The activation of proteins by post-translational modification is an important cellular mechanism for regulating most aspects of biological organization and control, including growth, development, homeostasis, and cellular communication. Protein phosphorylation, for example, plays a critical role in the etiology of many pathological conditions and diseases, including cancer, developmental disorders, autoimmune diseases, and diabetes. Yet, in spite of the importance of protein modification, it is not yet well understood at the molecular level, due to the extraordinary complexity of signaling pathways, and the slow development of technology necessary to unravel it.
Protein phosphorylation on a proteome-wide scale is extremely complex as a result of three factors: the large number of modifying proteins, e.g. kinases, encoded in the genome, the much larger number of sites on substrate proteins that are modified by these enzymes, and the dynamic nature of protein expression during growth, development, disease states, and aging. The human genome, for example, encodes over 520 different protein kinases, making them the most abundant class of enzymes known. See Hunter, Nature 411: 355-65 (2001). Most kinases phosphorylate many different substrate proteins, at distinct tyrosine, serine, and/or threonine residues. Indeed, it is estimated that one-third of all proteins encoded by the human genome are phosphorylated, and many are phosphorylated at multiple sites by different kinases.
Many of these phosphorylation sites regulate critical biological processes and may prove to be important diagnostic or therapeutic targets for molecular medicine. For example, of the more than 100 dominant oncogenes identified to date, 46 are protein kinases. See Hunter, supra. Understanding which proteins are modified by these kinases will greatly expand our understanding of the molecular mechanisms underlying oncogenic transformation. Therefore, the identification of, and ability to detect, phosphorylation sites on a wide variety of cellular proteins is crucially important to understanding the key signaling proteins and pathways implicated in the progression of diseases like cancer.
Deregulation of kinases is a central theme in the etiology of cancers. Constitutively active kinases can contribute not only to unrestricted cell proliferation, but also to other important features of malignant tumors, such as evading apoptosis, the ability to promote blood vessel growth, the ability to invade other tissues and build metastases at distant sites (see e.g. Blume-Jensen et al., Nature 411: 355-365 (2001)). These effects are mediated not only through aberrant activity of receptor kinase themselves, but, in turn, by aberrant activity of their downstream signaling molecules and substrates, including kinases.
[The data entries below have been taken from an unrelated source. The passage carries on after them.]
// This file is part of Nitrogen.
//
// Nitrogen is free software: you can redistribute it and/or modify
// it under the terms of the GNU General Public License as published by
// the Free Software Foundation, either version 3 of the License, or
// (at your option) any later version.
//
// Nitrogen is distributed in the hope that it will be useful,
// but WITHOUT ANY WARRANTY; without even the implied warranty of
// MERCHANTABILITY or FITNESS FOR A PARTICULAR PURPOSE.  See the
// GNU General Public License for more details.
//
// You should have received a copy of the GNU General Public License
// along with Nitrogen.  If not, see <http://www.gnu.org/licenses/>.
use anyhow::{anyhow, Result};
use structopt::StructOpt;
use tracing_chrome::FlushGuard;
use tracing_subscriber::{
    fmt::{format::DefaultFields, FormattedFields},
    prelude::*,
    registry::Registry,
    EnvFilter,
};

// Inspired heavily by bevy_log

#[derive(Clone, Debug, StructOpt)]
pub struct TraceLogOpts {
    /// Capture a chrome-format execution trace.
    #[structopt(short = "T", long)]
    trace: bool,

    /// Log filter directives, e.g. "info,clipmap=trace"
    #[structopt(long, default_value = "info")]
    log_filter: String,
}

impl Default for TraceLogOpts {
    fn default() -> Self {
        Self {
            trace: false,
            log_filter: "info".to_owned(),
        }
    }
}

impl TraceLogOpts {
    pub fn with_trace(mut self, trace: bool) -> Self {
        self.trace = trace;
        self
    }

    pub fn with_log_filter(mut self, filter: &str) -> Self {
        self.log_filter = filter.to_owned();
        self
    }
}

// Keep this alive for as long as traces should be captured; the chrome trace is written out
// when it is dropped.
pub struct TraceLog {
    chrome_guard: Option<FlushGuard>,
}

impl TraceLog {
    pub fn init(opts: &TraceLogOpts) -> Result<Self> {
        // Route the `log` facade, used throughout the libraries, into tracing.
        tracing_log::LogTracer::init()?;

        let filter = EnvFilter::try_new(&opts.log_filter)?;
        let subscriber = Registry::default()
            .with(filter)
            .with(tracing_error::ErrorLayer::default())
            .with(tracing_subscriber::fmt::Layer::default());

        if !opts.trace {
            tracing::subscriber::set_global_default(subscriber)
                .map_err(|e| anyhow!("could not set global tracing subscriber: {e}"))?;
            return Ok(Self { chrome_guard: None });
        }

        let (chrome_layer, guard) = tracing_chrome::ChromeLayerBuilder::new()
            .name_fn(Box::new(|event_or_span| match event_or_span {
                tracing_chrome::EventOrSpan::Event(event) => event.metadata().name().into(),
                tracing_chrome::EventOrSpan::Span(span) => {
                    if let Some(fields) = span.extensions().get::<FormattedFields<DefaultFields>>()
                    {
                        format!("{}: {}", span.metadata().name(), fields.fields.as_str())
                    } else {
                        span.metadata().name().into()
                    }
                }
            }))
            .build();
        tracing::subscriber::set_global_default(subscriber.with(chrome_layer))
            .map_err(|e| anyhow!("could not set global tracing subscriber: {e}"))?;
        Ok(Self {
            chrome_guard: Some(guard),
        })
    }

    pub fn is_tracing(&self) -> bool {
        self.chrome_guard.is_some()
    }
}

#[cfg(test)]
mod test {
    use super::*;

    #[test]
    fn test_opts_parse() {
        let opts = TraceLogOpts::from_iter(["test", "-T", "--log-filter", "debug"]);
        assert!(opts.trace);
        assert_eq!(opts.log_filter, "debug");
        let opts = TraceLogOpts::from_iter(["test"]);
        assert!(!opts.trace);
        assert_eq!(opts.log_filter, "info");
    }

    #[test]
    fn test_bad_filter_is_an_error() {
        assert!(EnvFilter::try_new("clipmap=notalevel").is_err());
    }
}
Among such kinases is ataxia-telangiectasia and Rad3-related (ATR) kinase, a serine/threonine protein kinase that is implicated in cellular DNA damage repair processes and cell cycle signaling. Mutations of ATR have been linked to cancers of the stomach and endometrium, and lead to increased sensitivity to ionizing radiation and abolished cell cycle checkpoints. ATR is essential for the viability of somatic cells, and deletion of ATR has been shown to result in loss of damage checkpoint responses and cell death. See Cortez et al., Science 294: 1713-1716 (2001). ATR is also essential for the stability of fragile sites, and low ATR expression in Seckel syndrome patients results in increased chromosomal breakage following replication stress. See Casper et al., Am. J. Hum. Genet 75: 654-660 (2004). The replication protein A (RPA) complex recruits ATR, and its interacting protein ATRIP, to sites of DNA damage, and ATR itself mediates the activation of the CHK1 signaling cascade. See Zou et al., Science 300:1542-1548 (2003). ATR, like its related checkpoint kinase ATM, phosphorylates RAD17 early in a cascade that is critical to for checkpoint signaling in DNA-damaged cells. See Bao et al., Nature 411: 969-974 (2001). It is believed that ATR is particularly essential in the early mammalian embryo, to sense incomplete DNA replication and prevent mitotic catastrophe.
Despite the essential role of ATR in cell cycle signaling and DNA repair processes, little is known about its activation, and there are no known phosphorylation sites on this protein. Since kinase activity is regulated through phosphorylation, there remains a need for identifying phosphorylation sites on ATR, and for subsequently developing novel reagents to study the phosphorylation of ATR at such sites. Identifying particular phosphorylation sites on ATR and providing new reagents to detect and quantify them remains especially important to advancing our understanding of the regulation of ATR and the role it plays in cell cycling, DNA repair, and disease.